Conduct of the inquiry

  1. On 31 May 2004 in accordance with its normal Procedures under the Right to Negotiate Scheme, the Tribunal gave directions to the parties to provide contentions and documents for an inquiry to determine whether or not the expedited procedure is attracted. These directions were in the usual form which, if the parties consent, allow a four month period from the s 29 closing date for objections (i.e. 24 July 2004) for parties to negotiate or finalise agreement over the grant of the tenement, usually by withdrawal of the objection following agreement between the native title and grantee parties about protection of Aboriginal Heritage. Government party compliance was due on 15 November 2004 and native title party compliance on 22 November 2004. On 13 July 2004 the Tribunal was advised by Mr Nathan McMahon, the grantee representative, that the grantee had executed a RSHA and therefore considered that it had fulfilled its obligations in relation to heritage protection, in accordance with State policy. The RSHA was executed in favour of the Central West Goldfields native title party and forwarded to them by the grantee party. It was not sent to the Widji native title party. Because the Widji native title party does not accept the RSHA, whether or not executed in their favour, and the grantee party is not prepared to consider an alternative agreement, Mr McMahon requested that the matter be determined by the Tribunal. Directions were eventually made for Government party compliance on 19 November 2004 and native title party compliance on 26 November 2004.

  2. At the request of Mr Frewen dates for compliance were subsequently amended on two further occasions.

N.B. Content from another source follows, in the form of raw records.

use async_trait::async_trait;
use sqlx::Row;
use sqlx::postgres::PgRow;
use uuid::Uuid;

use crate::application::ports::job_category_repository::{
    JobCategoryPatch, JobCategoryRepository, NewJobCategory,
};
use crate::domain::jobs::job::JobCategory;
use crate::infrastructure::db::{PgPool, map_db_error};

const CATEGORY_COLUMNS: &str =
    "id, name, description, staff_only, always_required, created_at, updated_at";

pub struct SqlxJobCategoryRepository {
    pub pool: PgPool,
}

impl SqlxJobCategoryRepository {
    pub fn new(pool: PgPool) -> Self {
        Self { pool }
    }
}

fn category_from_row(r: &PgRow) -> JobCategory {
    JobCategory {
        id: r.get("id"),
        name: r.get("name"),
        description: r.get("description"),
        staff_only: r.get("staff_only"),
        always_required: r.get("always_required"),
        created_at: r.get("created_at"),
        updated_at: r.get("updated_at"),
    }
}

#[async_trait]
impl JobCategoryRepository for SqlxJobCategoryRepository {
    async fn create(&self, category: &NewJobCategory) -> anyhow::Result<JobCategory> {
        let sql = format!(
            r#"INSERT INTO job_categories (name, description, staff_only, always_required)
               VALUES ($1, $2, $3, $4)
               RETURNING {CATEGORY_COLUMNS}"#
        );
        let row = sqlx::query(&sql)
            .bind(&category.name)
            .bind(&category.description)
            .bind(category.staff_only)
            .bind(category.always_required)
            .fetch_one(&self.pool)
            .await
            .map_err(map_db_error)?;
        Ok(category_from_row(&row))
    }

    async fn get(&self, id: Uuid) -> anyhow::Result<Option<JobCategory>> {
        let sql = format!("SELECT {CATEGORY_COLUMNS} FROM job_categories WHERE id = $1");
        let row = sqlx::query(&sql)
            .bind(id)
            .fetch_optional(&self.pool)
            .await?;
        Ok(row.as_ref().map(category_from_row))
    }

    async fn get_many(&self, ids: &[Uuid]) -> anyhow::Result<Vec<JobCategory>> {
        if ids.is_empty() {
            return Ok(Vec::new());
        }
        let sql = format!(
            "SELECT {CATEGORY_COLUMNS} FROM job_categories WHERE id = ANY($1) ORDER BY name"
        );
        let rows = sqlx::query(&sql)
            .bind(ids)
            .fetch_all(&self.pool)
            .await?;
        Ok(rows.iter().map(category_from_row).collect())
    }

    async fn list(&self) -> anyhow::Result<Vec<JobCategory>> {
        let sql = format!("SELECT {CATEGORY_COLUMNS} FROM job_categories ORDER BY name ASC");
        let rows = sqlx::query(&sql).fetch_all(&self.pool).await?;
        Ok(rows.iter().map(category_from_row).collect())
    }

    async fn update(
        &self,
        id: Uuid,
        patch: &JobCategoryPatch,
    ) -> anyhow::Result<Option<JobCategory>> {
        let mut tx = self.pool.begin().await?;
        let sql = format!(
            r#"UPDATE job_categories SET
                   name = COALESCE($2, name),
                   description = COALESCE($3, description),
                   staff_only = COALESCE($4, staff_only),
                   always_required = COALESCE($5, always_required),
                   updated_at = now()
               WHERE id = $1
               RETURNING {CATEGORY_COLUMNS}"#
        );
        let row = sqlx::query(&sql)
            .bind(id)
            .bind(&patch.name)
            .bind(&patch.description)
            .bind(patch.staff_only)
            .bind(patch.always_required)
            .fetch_optional(&mut *tx)
            .await
            .map_err(map_db_error)?;
        let Some(row) = row else {
            return Ok(None);
        };
        let category = category_from_row(&row);
        if patch.staff_only.is_some() || patch.always_required.is_some() {
            let res = sqlx::query(
                r#"UPDATE jobs SET staff_only = $2, always_required = $3, updated_at = now()
                   WHERE category_id = $1"#,
            )
            .bind(id)
            .bind(category.staff_only)
            .bind(category.always_required)
            .execute(&mut *tx)
            .await?;
            tracing::debug!(
                category_id = %id,
                jobs = res.rows_affected(),
                "job_category_flags_propagated"
            );
        }
        tx.commit().await?;
        Ok(Some(category))
    }

    async fn delete(&self, id: Uuid) -> anyhow::Result<bool> {
        let res = sqlx::query("DELETE FROM job_categories WHERE id = $1")
            .bind(id)
            .execute(&self.pool)
            .await
            .map_err(map_db_error)?;
        Ok(res.rows_affected() > 0)
    }

    async fn count_jobs(&self, id: Uuid) -> anyhow::Result<i64> {
        let count: i64 = sqlx::query_scalar("SELECT COUNT(*) FROM jobs WHERE category_id = $1")
            .bind(id)
            .fetch_one(&self.pool)
            .await?;
        Ok(count)
    }
}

On 3 December 2004, I also considered and rejected an application by the grantee party, supported by the Government party, for dismissal of the objection application pursuant to s 148(b) of the Act because the native title party had not complied with the directions on the basis of Mr Frewen’s argument that Widji law business hampered the gathering of evidence between the period December 2004 to February 2005. On 15 December 2004, by which time only partial compliance in the form of a Statement of Contentions had been received from the native title party, I issued final directions allowing all parties leave to submit any further contentions and evidence in the light of my then forthcoming determination in Linda Champion on behalf of the Central West Goldfields People/Western Australia/Vosperton Resources Pty Ltd, NNTT WO04/41, [2005] NNTTA 1 (1 February 2005), Hon C J Sumner ('Linda Champion').  The present objection inquiry has similar issues regarding the relevance of the RSHA in expedited procedure inquiries to those in Linda Champion.  In so permitting contentions on this subject, the native title party was also afforded one final opportunity to fully comply with directions by way of provision of affidavit evidence.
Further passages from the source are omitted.